PASS: All write, delete, and execute tools return a confirmation-required response on first invocation. Confirmation requires a separate, short-lived token that is checked on the second invocation.
FAIL: Write and delete tools execute on first invocation without any confirmation step. No distinction between read and write tools in the invocation flow.

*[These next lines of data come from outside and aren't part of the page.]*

//! Record store interface and the default in-process implementation.

use std::collections::HashMap;
use std::sync::Arc;

use async_trait::async_trait;
use chrono::Utc;
use tokio::sync::RwLock;
use uuid::Uuid;

use crate::errors::Result;
use crate::models::{
    NewPayment, NewRegistration, Payment, Registration, RegistrationPatch, Settled, Settlement,
};

/// Create/read/update access to registrations and payments.
///
/// Services hold an `Arc<dyn RecordStore>` so a durable backend can replace
/// the in-memory map without touching callers.
#[async_trait]
pub trait RecordStore: Send + Sync {
    async fn create_registration(&self, new: NewRegistration) -> Result<Registration>;

    async fn get_registration(&self, application_id: &str) -> Result<Option<Registration>>;

    /// Merge `patch` into the registration with store id `id`.
    async fn update_registration(
        &self,
        id: &str,
        patch: RegistrationPatch,
    ) -> Result<Option<Registration>>;

    async fn create_payment(&self, new: NewPayment) -> Result<Payment>;

    async fn list_payments(&self, application_id: &str) -> Result<Vec<Payment>>;

    /// Record a gateway-confirmed payment and credit the registration in a
    /// single step. A transaction id already recorded for the same method
    /// is returned unchanged with `newly_recorded = false`.
    ///
    /// Returns `None` when no registration has `settlement.application_id`.
    async fn settle_payment(&self, settlement: Settlement) -> Result<Option<Settled>>;
}

pub type SharedStore = Arc<dyn RecordStore>;

pub(crate) fn new_record_id() -> String {
    Uuid::new_v4().simple().to_string()
}

#[derive(Default)]
struct Tables {
    registrations: HashMap<String, Registration>,
    payments: Vec<Payment>,
}

impl Tables {
    fn find_by_application(&self, application_id: &str) -> Option<&Registration> {
        self.registrations
            .values()
            .find(|r| r.application_id == application_id)
    }
}

/// A thread-safe, non-persistent store.
///
/// Both tables sit behind one lock so settlement is atomic.
#[derive(Default, Clone)]
pub struct MemoryStore {
    tables: Arc<RwLock<Tables>>,
}

impl MemoryStore {
    pub fn new() -> Self {
        Self::default()
    }
}

#[async_trait]
impl RecordStore for MemoryStore {
    async fn create_registration(&self, new: NewRegistration) -> Result<Registration> {
        let registration = Registration::from_new(new, new_record_id(), Utc::now());
        let mut tables = self.tables.write().await;
        tables
            .registrations
            .insert(registration.id.clone(), registration.clone());
        Ok(registration)
    }

    async fn get_registration(&self, application_id: &str) -> Result<Option<Registration>> {
        let tables = self.tables.read().await;
        Ok(tables.find_by_application(application_id).cloned())
    }

    async fn update_registration(
        &self,
        id: &str,
        patch: RegistrationPatch,
    ) -> Result<Option<Registration>> {
        let mut tables = self.tables.write().await;
        Ok(tables.registrations.get_mut(id).map(|registration| {
            registration.apply(patch, Utc::now());
            registration.clone()
        }))
    }

    async fn create_payment(&self, new: NewPayment) -> Result<Payment> {
        let payment = Payment::from_new(new, new_record_id(), Utc::now());
        let mut tables = self.tables.write().await;
        tables.payments.push(payment.clone());
        Ok(payment)
    }

    async fn list_payments(&self, application_id: &str) -> Result<Vec<Payment>> {
        let tables = self.tables.read().await;
        Ok(tables
            .payments
            .iter()
            .filter(|p| p.application_id == application_id)
            .cloned()
            .collect())
    }

    async fn settle_payment(&self, settlement: Settlement) -> Result<Option<Settled>> {
        let mut tables = self.tables.write().await;
        let Some(registration) = tables.find_by_application(&settlement.application_id) else {
            return Ok(None);
        };
        let registration_id = registration.id.clone();

        if let Some(existing) = tables
            .payments
            .iter()
            .find(|p| p.settles(settlement.method, &settlement.transaction_id))
        {
            return Ok(Some(Settled {
                registration: registration.clone(),
                payment: existing.clone(),
                newly_recorded: false,
            }));
        }

        let now = Utc::now();
        let patch = registration.payment_patch(settlement.amount);
        let payment = Payment::from_new(settlement.to_payment(now), new_record_id(), now);
        tables.payments.push(payment.clone());

        let registration = match tables.registrations.get_mut(&registration_id) {
            Some(registration) => {
                registration.apply(patch, now);
                registration.clone()
            }
            None => return Ok(None),
        };

        Ok(Some(Settled {
            registration,
            payment,
            newly_recorded: true,
        }))
    }
}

Credential stuffing and brute-force attacks target MCP authentication endpoints. Without rate limiting, an attacker can test thousands of API keys or passwords per second. Rate limits must apply to both the authentication endpoint itself and to tool invocation (to prevent credential-free abuse of authenticated-but-cheap API calls).
PASS: Authentication attempts are rate-limited by IP (≤10/minute). Tool invocations are rate-limited by caller identity (≤100/minute or per-product SLA). Rate limits are enforced at the server level, not relying solely on upstream infrastructure.
FAIL: No rate limiting on authentication. Tool invocations are limited only by upstream infrastructure (CDN, API gateway) with no server-side enforcement.
Category 2: Input Validation and Injection Prevention
MCP tool arguments are attacker-controlled strings. These controls prevent injection attacks via malformed or malicious inputs.
Every tool must define an argument schema and validate all incoming arguments against it before any processing. Schema validation should enforce: required vs optional fields, data types (string, integer, boolean — not generic "any"), string length limits, numeric range constraints, and enum membership for fields with a fixed value set. Arguments that fail validation must be rejected with an error before any business logic runs.
PASS: Every tool has a schema (JSON Schema, Zod, Pydantic, etc.) that is enforced at the handler boundary. Invalid arguments return an error before any tool logic executes. Schema includes string length limits and type constraints — no open-ended any types on user-controlled fields.
FAIL: Tools accept arbitrary argument objects without schema validation. String fields have no length limits. Any argument type is accepted and passed into business logic directly.
If any tool constructs shell commands using user-supplied arguments, shell injection is a critical risk. Common patterns that introduce shell injection: template literals in exec() calls, string concatenation into subprocess.run(shell=True), and passing unvalidated arguments to child_process.exec. The fix is always to use parameterized subprocess calls with argument arrays, never string concatenation.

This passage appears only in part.